While machine learning is rapidly being developed and deployed in health settings such as influenza prediction, there are critical challenges in using data from one environment in another due to variability in features; even within disease labels there can be differences (e.g. "fever" may mean something different reported in a doctor's office versus in an online app). Moreover, models are often built on passive, observational data which contain different distributions of population subgroups (e.g. men or women). Thus, there are two forms of instability between environments in this observational transport problem. We first harness knowledge from health to conceptualize the underlying causal structure of this problem in a health outcome prediction task. Based on sources of stability in the model, we posit that for human-sourced data and health prediction tasks we can combine environment and population information in a novel population-aware hierarchical Bayesian domain adaptation framework that harnesses multiple invariant components through population attributes when needed. We study the conditions under which invariant learning fails, leading to reliance on the environment-specific attributes. Experimental results for an influenza prediction task on four datasets gathered from different contexts show the model can improve prediction in the case of largely unlabelled target data from a new environment and different constituent population, by harnessing both environment and population invariant information. This work represents a novel, principled way to address a critical challenge by blending domain (health) knowledge and algorithmic innovation. The proposed approach will have a significant impact in many social settings wherein who and where the data comes from matters.

Deep Landscape Features for Improving Vector-borne Disease Prediction

The global population at risk of mosquito-borne diseases such as dengue, yellow fever, chikungunya and Zika is expanding. Infectious disease models commonly incorporate environmental measures like temperature and precipitation. Given increasing availability of high-resolution satellite imagery, here we consider including landscape features from satellite imagery into infectious disease prediction models. To do so, we implement a Convolutional Neural Network (CNN) model trained on Imagenet data and labelled landscape features in satellite data from London. We then incorporate landscape features from satellite image data from Pakistan, labelled using the CNN, in a well-known Susceptible-Infectious-Recovered epidemic model, alongside dengue case data from 2012-2016 in Pakistan. We study improvement of the prediction model for each of the individual landscape features, and assess the feasibility of using image labels from a different place. We find that incorporating satellite-derived landscape features can improve prediction of outbreaks, which is important for proactive and strategic surveillance and control programmes.

Population-aware Hierarchical Bayesian Domain Adaptation

Population attributes are essential in health for understanding who the data represents and precision medicine efforts. Even within disease infection labels, patients can exhibit significant variability; "fever" may mean something different when reported in a doctor's office versus from an online app, precluding directly learning across different datasets for the same prediction task. This problem falls into the domain adaptation paradigm. However, research in this area has to-date not considered who generates the data; symptoms reported by a woman versus a man, for example, could also have different implications. We propose a novel population-aware domain adaptation approach by formulating the domain adaptation task as a multi-source hierarchical Bayesian framework. The model improves prediction in the case of largely unlabelled target data by harnessing both domain and population invariant information.

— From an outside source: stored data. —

//! Readability-style extraction of a note's primary content.
//!
//! Paragraph-like blocks score their parent (and, at half weight, their
//! grandparent) by text length and comma count; class and id hints nudge the
//! score. The best-scoring container wins and has its chrome stripped.

use std::collections::HashMap;
use std::sync::LazyLock;

use regex::Regex;
use scraper::{ElementRef, Html, Selector};
use tracing::{debug, instrument};

use noteharvest_shared::{HarvestError, Result};

/// Pulls the primary-content HTML out of a full article document.
pub trait ContentExtractor: Send + Sync {
    /// Fails with [`HarvestError::Extraction`] when nothing readable is found.
    fn extract_readable(&self, article_html: &str) -> Result<String>;
}

static POSITIVE_RE: LazyLock<Regex> = LazyLock::new(|| {
    Regex::new(r"(?i)article|body|content|entry|main|note|page|post|story|text")
        .expect("valid regex")
});

static NEGATIVE_RE: LazyLock<Regex> = LazyLock::new(|| {
    Regex::new(r"(?i)banner|combx|comment|footer|header|menu|meta|nav|related|share|sidebar|social|sponsor|widget")
        .expect("valid regex")
});

/// Elements removed from the winning container.
const CHROME: &str = "nav, header, footer, aside, form, script, style, noscript, iframe, .sidebar, .nav";

/// Fallback containers, tried in order when no paragraph scores.
const FALLBACKS: [&str; 5] = ["article", "main", r#"[role="main"]"#, ".content", "body"];

/// Minimum text length for a block to count towards its ancestors.
const MIN_BLOCK_LEN: usize = 25;

#[derive(Debug, Clone, Copy, Default)]
pub struct ReadabilityExtractor;

impl ContentExtractor for ReadabilityExtractor {
    #[instrument(skip_all, fields(html_len = article_html.len()))]
    fn extract_readable(&self, article_html: &str) -> Result<String> {
        let doc = Html::parse_document(article_html);

        let container = best_candidate(&doc).or_else(|| fallback_container(&doc));
        let Some(container) = container else {
            return Err(HarvestError::Extraction("document has no body".into()));
        };

        let content = strip_chrome(&container.inner_html())?;
        if visible_text(&content).is_empty() {
            return Err(HarvestError::Extraction(
                "no readable content found in the article".into(),
            ));
        }

        debug!(
            container = container.value().name(),
            content_len = content.len(),
            "readable content extracted"
        );
        Ok(content)
    }
}

// ---------------------------------------------------------------------------
// Scoring
// ---------------------------------------------------------------------------

/// Highest-scoring container; ties go to the one met first in document order.
fn best_candidate(doc: &Html) -> Option<ElementRef<'_>> {
    let blocks = parse_selector("p, pre, blockquote, div, span").ok()?;

    // node -> (first-seen order, score)
    let mut scores: HashMap<_, (usize, f64)> = HashMap::new();
    let mut credit = |el: &ElementRef, amount: f64| {
        let order = scores.len();
        scores.entry(el.id()).or_insert_with(|| (order, hint_score(el))).1 += amount;
    };

    for block in doc.select(&blocks) {
        if !is_leaf_block(&block) {
            continue;
        }
        let text = block.text().collect::<String>();
        let text = text.trim();
        if text.chars().count() < MIN_BLOCK_LEN {
            continue;
        }

        let score = 1.0 + text.matches(',').count() as f64 + (text.len() / 100).min(3) as f64;

        if let Some(parent) = block.parent().and_then(ElementRef::wrap) {
            credit(&parent, score);
            if let Some(grandparent) = parent.parent().and_then(ElementRef::wrap) {
                credit(&grandparent, score / 2.0);
            }
        }
    }

    scores
        .into_iter()
        .filter(|(_, (_, score))| *score > 0.0)
        .max_by(|(_, (order_a, a)), (_, (order_b, b))| {
            a.total_cmp(b).then_with(|| order_b.cmp(order_a))
        })
        .and_then(|(id, _)| doc.tree.get(id))
        .and_then(ElementRef::wrap)
}

/// A block whose children are all inline, i.e. a paragraph in practice.
fn is_leaf_block(el: &ElementRef) -> bool {
    match el.value().name() {
        "p" | "pre" | "blockquote" => true,
        "div" | "span" => !el.children().filter_map(ElementRef::wrap).any(|child| {
            matches!(
                child.value().name(),
                "div" | "p" | "section" | "article" | "table" | "ul" | "ol" | "pre"
                    | "blockquote" | "h1" | "h2" | "h3" | "h4" | "h5" | "h6"
            )
        }),
        _ => false,
    }
}

/// Starting score from the element's class and id.
fn hint_score(el: &ElementRef) -> f64 {
    let hints = [el.value().attr("class"), el.value().attr("id")];
    let mut score = match el.value().name() {
        "article" | "main" => 5.0,
        "div" | "section" => 1.0,
        "form" | "nav" | "aside" | "footer" | "header" => -5.0,
        _ => 0.0,
    };
    for hint in hints.into_iter().flatten() {
        if NEGATIVE_RE.is_match(hint) {
            score -= 25.0;
        }
        if POSITIVE_RE.is_match(hint) {
            score += 25.0;
        }
    }
    score
}

fn fallback_container(doc: &Html) -> Option<ElementRef<'_>> {
    FALLBACKS.iter().find_map(|sel| {
        let selector = parse_selector(sel).ok()?;
        doc.select(&selector).next()
    })
}

// ---------------------------------------------------------------------------
// Helpers
// ---------------------------------------------------------------------------

/// Strip common navigation/chrome elements from HTML content.
fn strip_chrome(html: &str) -> Result<String> {
    let doc = Html::parse_fragment(html);
    let chrome = parse_selector(CHROME)?;

    let mut result = html.to_string();
    for el in doc.select(&chrome) {
        result = result.replace(&el.html(), "");
    }
    Ok(result)
}

fn visible_text(html: &str) -> String {
    Html::parse_fragment(html)
        .root_element()
        .text()
        .collect::<String>()
        .trim()
        .to_string()
}

fn parse_selector(selector: &str) -> Result<Selector> {
    Selector::parse(selector)
        .map_err(|e| HarvestError::Extraction(format!("invalid selector '{selector}': {e}")))
}

#[cfg(test)]
mod tests {
    use super::*;

    const LOREM: &str = "Lorem ipsum dolor sit amet, consectetur adipiscing elit, sed do \
                         eiusmod tempor incididunt ut labore et dolore magna aliqua.";

    #[test]
    fn picks_the_paragraph_container() {
        let html = format!(
            r#"<html><body>
            <div class="sidebar"><p>Friends, groups, pages, and more things here.</p></div>
            <div class="note-body"><p>{LOREM}</p><p>{LOREM}</p><p>{LOREM}</p></div>
            <div class="footer">Privacy, Terms, Cookies, Advertising</div>
            </body></html>"#
        );

        let content = ReadabilityExtractor.extract_readable(&html).unwrap();
        assert!(content.contains("Lorem ipsum"));
        assert!(!content.contains("Friends, groups"));
        assert!(!content.contains("Privacy, Terms"));
    }

    #[test]
    fn scores_leaf_divs_like_paragraphs() {
        let html = format!(
            r#"<html><body><div data-pagelet="page">
            <h2><span>Title</span></h2>
            <div class="body"><div>{LOREM}</div><div>{LOREM}</div></div>
            </div></body></html>"#
        );

        let content = ReadabilityExtractor.extract_readable(&html).unwrap();
        assert!(content.contains("consectetur adipiscing"));
    }

    #[test]
    fn equal_scores_keep_the_first_container() {
        let html = format!(
            r#"<html><body>
            <div id="x"><p>ALPHA {LOREM}</p></div>
            <div id="y"><p>BETA_ {LOREM}</p></div>
            </body></html>"#
        );

        for _ in 0..50 {
            let content = ReadabilityExtractor.extract_readable(&html).unwrap();
            assert!(content.contains("ALPHA"), "{content}");
            assert!(!content.contains("BETA_"), "{content}");
        }
    }

    #[test]
    fn strips_scripts_from_the_winner() {
        let html = format!(
            "<html><body><article><p>{LOREM}</p><script>track()</script></article></body></html>"
        );
        let content = ReadabilityExtractor.extract_readable(&html).unwrap();
        assert!(!content.contains("track()"));
        assert!(content.contains("Lorem ipsum"));
    }

    #[test]
    fn short_content_falls_back_to_body() {
        let html = "<html><body><h2>Hi</h2><p>Short.</p></body></html>";
        let content = ReadabilityExtractor.extract_readable(html).unwrap();
        assert!(content.contains("Short."));
    }

    #[test]
    fn empty_document_is_an_error() {
        let err = ReadabilityExtractor
            .extract_readable("<html><body><script>x()</script></body></html>")
            .unwrap_err();
        assert!(matches!(err, HarvestError::Extraction(_)));
    }
}
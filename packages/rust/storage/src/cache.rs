//! Per-stage, per-note cache store.

use noteharvest_shared::{HarvestError, Note, Result, Stage, StageKind};
use tracing::debug;

use crate::fs;
use crate::layout::NotesLayout;

/// Key-value store for stage outputs, keyed by `(stage, note id)`.
///
/// With `force_recompute` set, [`has`](Self::has) always reports `false` so
/// every stage re-derives its output, while [`put`](Self::put) still writes
/// (and overwrites) the results.
#[derive(Debug, Clone)]
pub struct CacheStore {
    layout: NotesLayout,
    force_recompute: bool,
}

impl CacheStore {
    pub fn new(layout: NotesLayout, force_recompute: bool) -> Self {
        Self {
            layout,
            force_recompute,
        }
    }

    pub fn layout(&self) -> &NotesLayout {
        &self.layout
    }

    /// Whether a structured record exists for `(stage, id)`.
    pub async fn has(&self, stage: Stage, id: &str) -> bool {
        if self.force_recompute {
            return false;
        }
        fs::exists(&self.layout.record_path(stage, id)).await
    }

    /// Read the structured record for `(S, id)`.
    ///
    /// Fails with [`HarvestError::NotFound`] if absent,
    /// [`HarvestError::CacheRead`] if the record does not parse and
    /// [`HarvestError::MisplacedRecord`] if it describes another note.
    pub async fn get<S: StageKind>(&self, id: &str) -> Result<Note<S>> {
        let path = self.layout.record_path(S::STAGE, id);
        if !fs::exists(&path).await {
            return Err(HarvestError::NotFound {
                stage: S::STAGE,
                id: id.to_string(),
            });
        }

        let note: Note<S> = fs::read_json(&path).await?;
        if note.id() != id {
            return Err(HarvestError::MisplacedRecord {
                path,
                expected: id.to_string(),
                found: note.id().to_string(),
            });
        }
        debug!(stage = %S::STAGE, id, "cache hit");
        Ok(note)
    }

    /// Persist both artifacts of a note: the viewable article and the record.
    ///
    /// The record is written last so that it only exists once the article is
    /// in place.
    pub async fn put<S: StageKind>(&self, note: &Note<S>) -> Result<()> {
        let stage = note.stage();
        let id = note.id();

        fs::write_atomic(&self.layout.artifact_path(stage, id), &note.article).await?;
        fs::write_json(&self.layout.record_path(stage, id), note).await?;

        debug!(%stage, id, "cached stage output");
        Ok(())
    }

    /// Number of structured records stored for a stage.
    pub async fn count(&self, stage: Stage) -> Result<usize> {
        let dir = self.layout.stage_dir(stage);
        let mut entries = match tokio::fs::read_dir(&dir).await {
            Ok(entries) => entries,
            Err(e) if e.kind() == std::io::ErrorKind::NotFound => return Ok(0),
            Err(e) => return Err(HarvestError::io(&dir, e)),
        };

        let mut count = 0;
        while let Some(entry) = entries
            .next_entry()
            .await
            .map_err(|e| HarvestError::io(&dir, e))?
        {
            let name = entry.file_name();
            let name = name.to_string_lossy();
            if name.ends_with(".json") && !name.starts_with('.') {
                count += 1;
            }
        }
        Ok(count)
    }
}
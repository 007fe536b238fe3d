//! HTML-to-Markdown conversion, boilerplate trimming, and Markdown rendering.
//!
//! The markdown stage converts a readable article with `htmd`, turns its
//! title heading into a setext heading, and cuts the source's chrome off the
//! top ([`trim_boilerplate`]). The rendered stage goes the other way with
//! `pulldown-cmark`.

mod article;
mod trim;

use pulldown_cmark::{Options, Parser};
use scraper::Html;
use tracing::{debug, instrument};

use noteharvest_shared::{HarvestError, Result};

pub use article::{raw_article, readable_article, rendered_article};
pub use trim::trim_boilerplate;

// ---------------------------------------------------------------------------
// HTML → Markdown
// ---------------------------------------------------------------------------

/// Convert an HTML document or fragment to Markdown.
///
/// Level-1 headings come out in setext form (`Title` over `=====`).
#[instrument(skip_all, fields(html_len = html.len()))]
pub fn to_markdown(html: &str) -> Result<String> {
    let html = preprocess_tables(html);

    let converter = htmd::HtmlToMarkdown::builder()
        .skip_tags(vec!["head", "script", "style", "iframe", "noscript", "svg"])
        .build();

    let raw_markdown = converter
        .convert(&html)
        .map_err(|e| HarvestError::Conversion(format!("htmd conversion failed: {e}")))?;

    debug!(raw_len = raw_markdown.len(), "htmd conversion complete");

    Ok(trim::setext_h1(&raw_markdown))
}

/// Markdown body of a note: the converted article with leading chrome removed.
pub fn note_markdown(article_html: &str, title: &str) -> Result<String> {
    let converted = to_markdown(article_html)?;
    Ok(trim_boilerplate(&converted, title))
}

// ---------------------------------------------------------------------------
// Markdown → HTML
// ---------------------------------------------------------------------------

/// Render Markdown to an HTML fragment.
///
/// Tables and strikethrough are enabled on top of CommonMark, since the
/// converter emits both.
pub fn render_html(markdown: &str) -> String {
    let mut options = Options::empty();
    options.insert(Options::ENABLE_TABLES);
    options.insert(Options::ENABLE_STRIKETHROUGH);

    let parser = Parser::new_ext(markdown, options);
    let mut html = String::with_capacity(markdown.len() * 3 / 2);
    pulldown_cmark::html::push_html(&mut html, parser);
    html
}

// ---------------------------------------------------------------------------
// Table pre-processing
// ---------------------------------------------------------------------------

/// Convert HTML `<table>` elements to markdown table syntax before htmd conversion.
///
/// `htmd` 0.1 doesn't support table conversion, so we handle it manually.
fn preprocess_tables(html: &str) -> String {
    let Ok(table_sel) = scraper::Selector::parse("table") else {
        return html.to_string();
    };

    let doc = Html::parse_fragment(html);
    if doc.select(&table_sel).next().is_none() {
        return html.to_string();
    }

    let mut result = html.to_string();
    for table_el in doc.select(&table_sel) {
        let md_table = html_table_to_markdown(&table_el);
        result = result.replacen(&table_el.html(), &md_table, 1);
    }

    result
}

/// Convert a single HTML table element to a markdown table string.
fn html_table_to_markdown(table: &scraper::ElementRef) -> String {
    let (Ok(tr_sel), Ok(cell_sel)) = (
        scraper::Selector::parse("tr"),
        scraper::Selector::parse("th, td"),
    ) else {
        return String::new();
    };

    let mut rows: Vec<Vec<String>> = table
        .select(&tr_sel)
        .map(|tr| {
            tr.select(&cell_sel)
                .map(|cell| cell.text().collect::<String>().trim().replace('|', "\\|"))
                .collect::<Vec<_>>()
        })
        .filter(|row| !row.is_empty())
        .collect();

    let col_count = rows.iter().map(Vec::len).max().unwrap_or(0);
    if col_count == 0 {
        return String::new();
    }

    for row in &mut rows {
        row.resize(col_count, String::new());
    }

    let mut md = String::from("\n\n");
    let mut push_row = |cells: &[String]| {
        md.push_str("| ");
        md.push_str(&cells.join(" | "));
        md.push_str(" |\n");
    };

    // First row doubles as the header, like most renderers expect.
    push_row(&rows[0]);
    push_row(&vec!["---".to_string(); col_count]);
    for row in &rows[1..] {
        push_row(row);
    }

    md.push('\n');
    md
}

// ---------------------------------------------------------------------------
// Tests
// ---------------------------------------------------------------------------
//! The live listing page as a [`LinkSource`].

use async_trait::async_trait;
use chromiumoxide::Page;
use url::Url;

use noteharvest_discovery::LinkSource;
use noteharvest_shared::{HarvestError, Result};

use crate::script;
use crate::session::evaluate;

/// An open listing tab. Each poll scrolls it and re-reads the note links.
pub struct ListingPage {
    page: Page,
    collect_js: String,
    base: Url,
}

impl ListingPage {
    pub fn new(page: Page, link_selector: &str, base: Url) -> Self {
        Self {
            page,
            collect_js: script::scroll_and_collect(link_selector),
            base,
        }
    }

    pub fn into_page(self) -> Page {
        self.page
    }
}

#[async_trait]
impl LinkSource for ListingPage {
    async fn poll_links(&mut self) -> Result<Vec<String>> {
        let hrefs: Vec<String> = evaluate(&self.page, &self.collect_js).await?;
        Ok(resolve_hrefs(&self.base, hrefs))
    }
}

/// Parse the listing URL that relative note links are resolved against.
pub(crate) fn listing_base(listing_url: &str) -> Result<Url> {
    Url::parse(listing_url)
        .map_err(|e| HarvestError::config(format!("invalid listing url '{listing_url}': {e}")))
}

/// Make every href absolute against the listing URL, dropping unparseable ones.
pub(crate) fn resolve_hrefs(base: &Url, hrefs: Vec<String>) -> Vec<String> {
    hrefs
        .into_iter()
        .filter_map(|href| base.join(&href).ok())
        .map(String::from)
        .collect()
}
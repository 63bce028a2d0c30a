//! Job market analytics
//!
//! The computation core of the insights service, organized by concern:
//!
//! - [`validation`]: input checks for job data and prediction payloads
//! - [`stats`]: per-category and market-wide salary aggregates
//! - [`regression`]: linear, polynomial and tree regressors
//! - [`forecast`]: model selection and the fit-and-predict pipeline
//! - [`metrics`]: goodness-of-fit measures
//!
//! ## Example
//!
//! ```rust
//! use analytics::forecast::{Forecaster, ModelKind, PredictionRequest};
//!
//! let request = PredictionRequest {
//!     years: vec![2020.0, 2021.0, 2022.0],
//!     salaries: vec![100_000.0, 110_000.0, 120_000.0],
//!     future_years: vec![2023.0, 2024.0],
//! };
//!
//! let forecaster = Forecaster::new(ModelKind::Linear);
//! let forecast = forecaster.forecast(&request).unwrap();
//! assert_eq!(forecast.predictions.len(), 2);
//! ```

mod error;
pub mod forecast;
pub mod metrics;
pub mod regression;
pub mod stats;
pub mod validation;

pub use error::{AnalyticsError, Result};

/// Prelude module for convenient imports
pub mod prelude {
    pub use crate::forecast::{Forecast, Forecaster, ModelKind, PredictionRequest};
    pub use crate::regression::{LinearRegression, PolynomialRegression, RegressionTree, Regressor};
    pub use crate::stats::{analyze_trends, summarize, CategoryStats, MarketStatistics};
    pub use crate::validation::{validate_job_data, validate_prediction_input};
    pub use crate::{AnalyticsError, Result};
}
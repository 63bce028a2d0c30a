//! Input validation
//!
//! Pure checks applied at the boundary before any computation runs. Shape and
//! type errors (missing keys, wrong JSON types) are rejected earlier by serde;
//! these functions enforce value-level rules and produce client-facing
//! messages that name the offending index or field.

use jobdata::JobRecord;

use crate::error::{AnalyticsError, Result};
use crate::forecast::PredictionRequest;

/// Validate a batch of job records
///
/// Fails when the batch is empty, a category is blank, or a salary is
/// non-finite or negative.
pub fn validate_job_data(records: &[JobRecord]) -> Result<()> {
    if records.is_empty() {
        return Err(AnalyticsError::validation("job data cannot be empty"));
    }

    for (idx, job) in records.iter().enumerate() {
        if job.category.trim().is_empty() {
            return Err(AnalyticsError::validation(format!(
                "job at index {idx} has an empty 'category' field"
            )));
        }
        if !job.salary.is_finite() {
            return Err(AnalyticsError::validation(format!(
                "salary at index {idx} must be a number"
            )));
        }
        if job.salary < 0.0 {
            return Err(AnalyticsError::validation(format!(
                "salary at index {idx} must be non-negative"
            )));
        }
    }

    tracing::debug!(jobs = records.len(), "job data validation passed");
    Ok(())
}

/// Validate a prediction request
///
/// Fails when any series is empty or contains non-finite values, when a
/// salary is negative, or when `years` and `salaries` differ in length.
pub fn validate_prediction_input(request: &PredictionRequest) -> Result<()> {
    check_series(&request.years, "years")?;
    check_series(&request.salaries, "salaries")?;

    if request.salaries.iter().any(|&s| s < 0.0) {
        return Err(AnalyticsError::validation(
            "all salary values must be non-negative",
        ));
    }

    check_series(&request.future_years, "future_years")?;

    if request.years.len() != request.salaries.len() {
        return Err(AnalyticsError::validation(
            "'years' and 'salaries' must have the same length",
        ));
    }

    tracing::debug!("prediction input validation passed");
    Ok(())
}

fn check_series(values: &[f64], field: &str) -> Result<()> {
    if values.is_empty() {
        return Err(AnalyticsError::validation(format!(
            "'{field}' must be a non-empty list"
        )));
    }
    if values.iter().any(|v| !v.is_finite()) {
        return Err(AnalyticsError::validation(format!(
            "all values in '{field}' must be finite numbers"
        )));
    }
    Ok(())
}

#[cfg(test)]
mod tests {
    use super::*;

    fn request(years: Vec<f64>, salaries: Vec<f64>, future_years: Vec<f64>) -> PredictionRequest {
        PredictionRequest {
            years,
            salaries,
            future_years,
        }
    }

    // ==================== Job data ====================

    #[test]
    fn test_job_data_valid() {
        let records = vec![
            JobRecord::new("Engineering", 100_000.0),
            JobRecord::new("Marketing", 80_000.0),
        ];
        assert!(validate_job_data(&records).is_ok());
    }

    #[test]
    fn test_job_data_empty() {
        let err = validate_job_data(&[]).unwrap_err();
        assert!(err.to_string().contains("empty"));
    }

    #[test]
    fn test_job_data_blank_category() {
        let records = vec![
            JobRecord::new("Engineering", 100_000.0),
            JobRecord::new("  ", 80_000.0),
        ];
        let err = validate_job_data(&records).unwrap_err();
        assert!(err.to_string().contains("index 1"));
        assert!(err.to_string().contains("category"));
    }

    #[test]
    fn test_job_data_nan_salary() {
        let records = vec![JobRecord::new("Engineering", f64::NAN)];
        let err = validate_job_data(&records).unwrap_err();
        assert!(err.to_string().contains("index 0"));
        assert!(err.to_string().contains("number"));
    }

    #[test]
    fn test_job_data_negative_salary() {
        let records = vec![
            JobRecord::new("Engineering", 100_000.0),
            JobRecord::new("Sales", -50_000.0),
        ];
        let err = validate_job_data(&records).unwrap_err();
        assert!(err.to_string().contains("index 1"));
        assert!(err.to_string().contains("non-negative"));
    }

    // ==================== Prediction input ====================

    #[test]
    fn test_prediction_input_valid() {
        let req = request(
            vec![2020.0, 2021.0, 2022.0],
            vec![100_000.0, 110_000.0, 120_000.0],
            vec![2023.0, 2024.0],
        );
        assert!(validate_prediction_input(&req).is_ok());
    }

    #[test]
    fn test_prediction_input_empty_years() {
        let req = request(vec![], vec![100_000.0], vec![2023.0]);
        let err = validate_prediction_input(&req).unwrap_err();
        assert!(err.to_string().contains("'years'"));
        assert!(err.to_string().contains("non-empty"));
    }

    #[test]
    fn test_prediction_input_empty_future_years() {
        let req = request(vec![2020.0], vec![100_000.0], vec![]);
        let err = validate_prediction_input(&req).unwrap_err();
        assert!(err.to_string().contains("'future_years'"));
    }

    #[test]
    fn test_prediction_input_negative_salary() {
        let req = request(vec![2020.0, 2021.0], vec![100_000.0, -50_000.0], vec![2023.0]);
        let err = validate_prediction_input(&req).unwrap_err();
        assert!(err.to_string().contains("non-negative"));
    }

    #[test]
    fn test_prediction_input_non_finite() {
        let req = request(vec![2020.0, f64::INFINITY], vec![1.0, 2.0], vec![2023.0]);
        let err = validate_prediction_input(&req).unwrap_err();
        assert!(err.to_string().contains("finite"));
    }

    #[test]
    fn test_prediction_input_length_mismatch() {
        let req = request(
            vec![2020.0, 2021.0, 2022.0],
            vec![100_000.0, 110_000.0],
            vec![2023.0],
        );
        let err = validate_prediction_input(&req).unwrap_err();
        assert!(err.to_string().contains("same length"));
    }

    #[test]
    fn test_validation_errors_are_validation_variant() {
        let req = request(vec![], vec![], vec![]);
        assert!(validate_prediction_input(&req).unwrap_err().is_validation());
        assert!(validate_job_data(&[]).unwrap_err().is_validation());
    }
}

Domain Adaptation for Infection Prediction from Symptoms Based on Data from Different Study Designs and Contexts

Acute respiratory infections have epidemic and pandemic potential and thus are being studied worldwide, albeit in many different contexts and study formats. Predicting infection from symptom data is critical, though using symptom data from varied studies in aggregate is challenging because the data is collected in different ways. Accordingly, different symptom profiles could be more predictive in certain studies, or even symptoms of the same name could have different meanings in different contexts. We assess state-of-the-art transfer learning methods for improving prediction of infection from symptom data in multiple types of health care data ranging from clinical, to home-visit as well as crowdsourced studies. We show interesting characteristics regarding six different study types and their feature domains. Further, we demonstrate that it is possible to use data collected from one study to predict infection in another, at close to or better than using a single dataset for prediction on itself. We also investigate in which conditions specific transfer learning and domain adaptation methods may perform better on symptom data. This work has the potential for broad applicability as we show how it is possible to transfer learning from one public health study design to another, and data collected from one study may be used for prediction of labels for another, even collected through different study designs, populations and contexts.